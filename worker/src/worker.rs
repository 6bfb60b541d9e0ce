//! Pulls raw events, enriches them, and delivers them to the sink in batches.
//!
//! Two tasks cooperate over a bounded channel:
//!
//! - The puller takes messages from the subscription, decodes and enriches
//!   them, and nacks anything it cannot accept. Accepted events go into the
//!   channel together with their ack ids.
//! - The batcher owns the `PendingBatch`. Receiving an event, checking the size
//!   trigger and the age trigger all happen in its single `select!` loop, so two
//!   flushes can never pick up the same members.
//!
//! Each flush runs in its own task and settles exactly the members it was
//! given: all acked if the sink accepted the batch, all nacked otherwise.
use crate::batch::PendingBatch;
use crate::config::WorkerConfig;
use crate::errors::ValidationError;
use crate::metrics_defs::{
    BATCH_FLUSHED, BATCH_SIZE, FLUSHES_INFLIGHT, MESSAGES_RECEIVED, MESSAGES_REJECTED,
    QUEUE_ERRORS, SINK_DURATION,
};
use crate::session::SessionSignatureGenerator;
use crate::sink::{Sink, SinkError};
use crate::transform::{ProcessedEvent, parse_event, transform};
use queue::{AckId, Message, Subscription};
use shared::{counter, gauge, histogram};
use std::sync::Arc;
use std::time::Duration;
use tokio::sync::mpsc;
use tokio::task::{JoinError, JoinSet};
use tokio::time::Instant;
use tokio_util::sync::CancellationToken;

const PULL_ERROR_BACKOFF: Duration = Duration::from_secs(1);
/// A drain pull that finds nothing within this window ends the drain.
const DRAIN_PULL_TIMEOUT: Duration = Duration::from_millis(50);

#[derive(Clone, Debug)]
pub struct BatchSettings {
    pub max_batch_size: usize,
    pub flush_interval: Duration,
    pub max_inflight_flushes: usize,
    pub pull_max_messages: usize,
    pub destination: String,
    pub sink_timeout: Duration,
    /// Keep pulling after shutdown until the subscription has nothing ready
    pub drain_on_shutdown: bool,
}

impl BatchSettings {
    pub fn from_config(config: &WorkerConfig) -> Self {
        BatchSettings {
            max_batch_size: config.max_batch_size,
            flush_interval: config.flush_interval(),
            max_inflight_flushes: config.max_inflight_flushes,
            pull_max_messages: config.pull_max_messages,
            destination: config.sink.destination.clone(),
            sink_timeout: config.sink.timeout(),
            drain_on_shutdown: config.drain_on_shutdown,
        }
    }
}

#[derive(Clone, Copy, Debug)]
enum FlushTrigger {
    Size,
    Age,
    Shutdown,
}

impl FlushTrigger {
    fn as_str(self) -> &'static str {
        match self {
            FlushTrigger::Size => "size",
            FlushTrigger::Age => "age",
            FlushTrigger::Shutdown => "shutdown",
        }
    }
}

pub struct BatchWorker {
    subscription: Arc<dyn Subscription>,
    sink: Arc<dyn Sink>,
    generator: SessionSignatureGenerator,
    settings: Arc<BatchSettings>,
}

impl BatchWorker {
    pub fn new(
        subscription: Arc<dyn Subscription>,
        sink: Arc<dyn Sink>,
        generator: SessionSignatureGenerator,
        settings: BatchSettings,
    ) -> Self {
        BatchWorker {
            subscription,
            sink,
            generator,
            settings: Arc::new(settings),
        }
    }

    /// Runs until `shutdown` is cancelled. Everything already pulled at that
    /// point is still batched and flushed, and this returns only after every
    /// flush has been settled. With `drain_on_shutdown` the subscription is
    /// emptied first.
    pub async fn run(self, shutdown: CancellationToken) {
        let (sender, receiver) = mpsc::channel(self.settings.pull_max_messages);

        let puller = tokio::spawn(pull_loop(
            self.subscription.clone(),
            self.generator,
            self.settings.pull_max_messages,
            self.settings.drain_on_shutdown,
            sender,
            shutdown,
        ));

        let batcher = Batcher {
            batch: PendingBatch::new(self.settings.max_batch_size),
            subscription: self.subscription,
            sink: self.sink,
            settings: self.settings,
            flushes: JoinSet::new(),
        };
        // Ends once the puller has stopped and the channel is drained
        batcher.run(receiver).await;

        if let Err(e) = puller.await {
            tracing::error!(error = %e, "Puller task failed");
        }
        tracing::info!("Batch worker stopped");
    }
}

async fn pull_loop(
    subscription: Arc<dyn Subscription>,
    generator: SessionSignatureGenerator,
    max_messages: usize,
    drain: bool,
    sender: mpsc::Sender<(ProcessedEvent, AckId)>,
    shutdown: CancellationToken,
) {
    while let Some(messages) =
        next_pull(subscription.as_ref(), max_messages, drain, &shutdown).await
    {
        counter!(MESSAGES_RECEIVED).increment(messages.len() as u64);

        let mut rejected = Vec::new();
        for message in messages {
            match accept(&generator, &message).await {
                Ok(event) => {
                    if sender.send((event, message.ack_id)).await.is_err() {
                        // The batcher only goes away after this task has ended
                        tracing::error!("Batcher stopped before the puller");
                        return;
                    }
                }
                Err(e) => {
                    counter!(MESSAGES_REJECTED, "reason" => e.reason()).increment(1);
                    tracing::warn!(ack_id = %message.ack_id, error = %e, "Rejecting message");
                    rejected.push(message.ack_id);
                }
            }
        }

        if rejected.is_empty() {
            continue;
        }
        if let Err(e) = subscription.nack(&rejected).await {
            counter!(QUEUE_ERRORS, "operation" => "nack").increment(1);
            tracing::error!(error = %e, count = rejected.len(), "Failed to nack rejected messages");
        }
    }

    tracing::info!("Stopped pulling messages");
}

/// Waits for the next non-empty pull. Returns `None` once pulling should stop:
/// right at shutdown, or when draining, at the first pull that comes back empty.
async fn next_pull(
    subscription: &dyn Subscription,
    max_messages: usize,
    drain: bool,
    shutdown: &CancellationToken,
) -> Option<Vec<Message>> {
    loop {
        if shutdown.is_cancelled() {
            if !drain {
                return None;
            }
            return match tokio::time::timeout(DRAIN_PULL_TIMEOUT, subscription.pull(max_messages))
                .await
            {
                Ok(Ok(messages)) if !messages.is_empty() => Some(messages),
                Ok(Err(e)) => {
                    counter!(QUEUE_ERRORS, "operation" => "pull").increment(1);
                    tracing::error!(error = %e, "Failed to pull messages while draining");
                    None
                }
                _ => None,
            };
        }

        tokio::select! {
            _ = shutdown.cancelled() => {}
            result = subscription.pull(max_messages) => match result {
                Ok(messages) if !messages.is_empty() => return Some(messages),
                Ok(_) => {}
                Err(e) => {
                    counter!(QUEUE_ERRORS, "operation" => "pull").increment(1);
                    tracing::error!(error = %e, "Failed to pull messages");
                    tokio::select! {
                        _ = shutdown.cancelled() => {}
                        _ = tokio::time::sleep(PULL_ERROR_BACKOFF) => {}
                    }
                }
            },
        }
    }
}

/// Decodes, validates and enriches one message.
///
/// The salt is chosen by the day the event was received, so a redelivered
/// event keeps its session signature.
async fn accept(
    generator: &SessionSignatureGenerator,
    message: &Message,
) -> Result<ProcessedEvent, ValidationError> {
    let raw = parse_event(&message.data)?;
    let session_id = generator
        .generate_at(
            &raw.site_id,
            &raw.client_ip,
            &raw.user_agent,
            raw.received_at,
        )
        .await?;
    Ok(transform(raw, session_id))
}

struct Batcher {
    batch: PendingBatch,
    subscription: Arc<dyn Subscription>,
    sink: Arc<dyn Sink>,
    settings: Arc<BatchSettings>,
    flushes: JoinSet<()>,
}

impl Batcher {
    async fn run(mut self, mut receiver: mpsc::Receiver<(ProcessedEvent, AckId)>) {
        loop {
            let deadline = self.batch.deadline(self.settings.flush_interval);
            let flush_at = deadline.unwrap_or_else(|| Instant::now() + self.settings.flush_interval);

            tokio::select! {
                received = receiver.recv() => match received {
                    Some((event, ack_id)) => {
                        if self.batch.push(event, ack_id) {
                            self.flush(FlushTrigger::Size).await;
                        }
                    }
                    None => break,
                },
                _ = tokio::time::sleep_until(flush_at), if deadline.is_some() => {
                    self.flush(FlushTrigger::Age).await;
                }
                Some(result) = self.flushes.join_next(), if !self.flushes.is_empty() => {
                    self.settled(result);
                }
            }
        }

        if !self.batch.is_empty() {
            self.flush(FlushTrigger::Shutdown).await;
        }
        while let Some(result) = self.flushes.join_next().await {
            self.settled(result);
        }
    }

    async fn flush(&mut self, trigger: FlushTrigger) {
        while self.flushes.len() >= self.settings.max_inflight_flushes {
            match self.flushes.join_next().await {
                Some(result) => self.settled(result),
                None => break,
            }
        }

        let members = self.batch.take();
        counter!(BATCH_FLUSHED, "trigger" => trigger.as_str()).increment(1);
        histogram!(BATCH_SIZE).record(members.len() as f64);
        tracing::debug!(
            trigger = trigger.as_str(),
            events = members.len(),
            "Flushing batch"
        );

        self.flushes.spawn(deliver(
            self.subscription.clone(),
            self.sink.clone(),
            self.settings.clone(),
            members,
        ));
        gauge!(FLUSHES_INFLIGHT).set(self.flushes.len() as f64);
    }

    fn settled(&self, result: Result<(), JoinError>) {
        if let Err(e) = result {
            tracing::error!(error = %e, "Flush task failed");
        }
        gauge!(FLUSHES_INFLIGHT).set(self.flushes.len() as f64);
    }
}

async fn deliver(
    subscription: Arc<dyn Subscription>,
    sink: Arc<dyn Sink>,
    settings: Arc<BatchSettings>,
    members: Vec<(ProcessedEvent, AckId)>,
) {
    let (events, ack_ids): (Vec<ProcessedEvent>, Vec<AckId>) = members.into_iter().unzip();

    let started = Instant::now();
    let result = match tokio::time::timeout(
        settings.sink_timeout,
        sink.deliver(&settings.destination, &events),
    )
    .await
    {
        Ok(result) => result,
        Err(_) => Err(SinkError::Timeout(settings.sink_timeout)),
    };
    let outcome = if result.is_ok() { "success" } else { "failure" };
    histogram!(SINK_DURATION, "outcome" => outcome).record(started.elapsed().as_secs_f64());

    match result {
        Ok(()) => {
            tracing::debug!(events = ack_ids.len(), "Delivered batch");
            if let Err(e) = subscription.ack(&ack_ids).await {
                counter!(QUEUE_ERRORS, "operation" => "ack").increment(1);
                tracing::error!(error = %e, events = ack_ids.len(), "Failed to ack delivered batch");
            }
        }
        Err(e) => {
            tracing::warn!(error = %e, events = ack_ids.len(), "Batch delivery failed, nacking");
            if let Err(e) = subscription.nack(&ack_ids).await {
                counter!(QUEUE_ERRORS, "operation" => "nack").increment(1);
                tracing::error!(error = %e, events = ack_ids.len(), "Failed to nack batch");
            }
        }
    }
}
use crate::transform::ProcessedEvent;
use queue::AckId;
use std::time::Duration;
use tokio::time::Instant;

/// Events waiting to be flushed, each paired with the ack id of the message it
/// came from.
///
/// Owned by the batcher task alone. `take` hands the whole content to a flush
/// and leaves an empty batch behind, so one member is never part of two
/// flushes.
pub struct PendingBatch {
    members: Vec<(ProcessedEvent, AckId)>,
    first_accepted_at: Option<Instant>,
    max_size: usize,
}

impl PendingBatch {
    pub fn new(max_size: usize) -> Self {
        PendingBatch {
            members: Vec::with_capacity(max_size),
            first_accepted_at: None,
            max_size,
        }
    }

    /// Appends a member and reports whether the batch is now full.
    pub fn push(&mut self, event: ProcessedEvent, ack_id: AckId) -> bool {
        if self.members.is_empty() {
            self.first_accepted_at = Some(Instant::now());
        }
        self.members.push((event, ack_id));
        self.is_full()
    }

    pub fn is_full(&self) -> bool {
        self.members.len() >= self.max_size
    }

    pub fn is_empty(&self) -> bool {
        self.members.is_empty()
    }

    pub fn len(&self) -> usize {
        self.members.len()
    }

    /// When the batch becomes due for an age-triggered flush, if it has members.
    pub fn deadline(&self, flush_interval: Duration) -> Option<Instant> {
        self.first_accepted_at.map(|at| at + flush_interval)
    }

    pub fn take(&mut self) -> Vec<(ProcessedEvent, AckId)> {
        self.first_accepted_at = None;
        std::mem::replace(&mut self.members, Vec::with_capacity(self.max_size))
    }
}

#[cfg(test)]
mod tests {
    use super::*;
    use crate::transform::transform;
    use chrono::Utc;
    use shared::event::RawEvent;

    fn event(path: &str) -> ProcessedEvent {
        let raw = RawEvent {
            site_id: "site".into(),
            hostname: "example.com".into(),
            pathname: path.into(),
            referrer: None,
            title: None,
            screen_width: None,
            user_agent: String::new(),
            client_ip: "127.0.0.1".into(),
            received_at: Utc::now(),
        };
        transform(raw, "session".into())
    }

    #[tokio::test(start_paused = true)]
    async fn test_fill_and_take() {
        let mut batch = PendingBatch::new(2);
        assert!(batch.is_empty());
        assert_eq!(batch.deadline(Duration::from_secs(1)), None);

        let started = Instant::now();
        assert!(!batch.push(event("/a"), "1".into()));
        tokio::time::advance(Duration::from_millis(300)).await;
        assert!(batch.push(event("/b"), "2".into()));

        // The deadline follows the oldest member
        assert_eq!(
            batch.deadline(Duration::from_secs(1)),
            Some(started + Duration::from_secs(1))
        );

        let members = batch.take();
        let ack_ids: Vec<_> = members.iter().map(|(_, id)| id.as_str()).collect();
        assert_eq!(ack_ids, vec!["1", "2"]);
        assert!(batch.is_empty());
        assert_eq!(batch.deadline(Duration::from_secs(1)), None);
    }
}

· · · ·

Exercise requirements ▸
From the material above, gather all lines that include the string "this" and copy them.

Task solution ▸
/// A drain pull that finds nothing within this window ends the drain.
    /// point is still batched and flushed, and this returns only after every
                        // The batcher only goes away after this task has ended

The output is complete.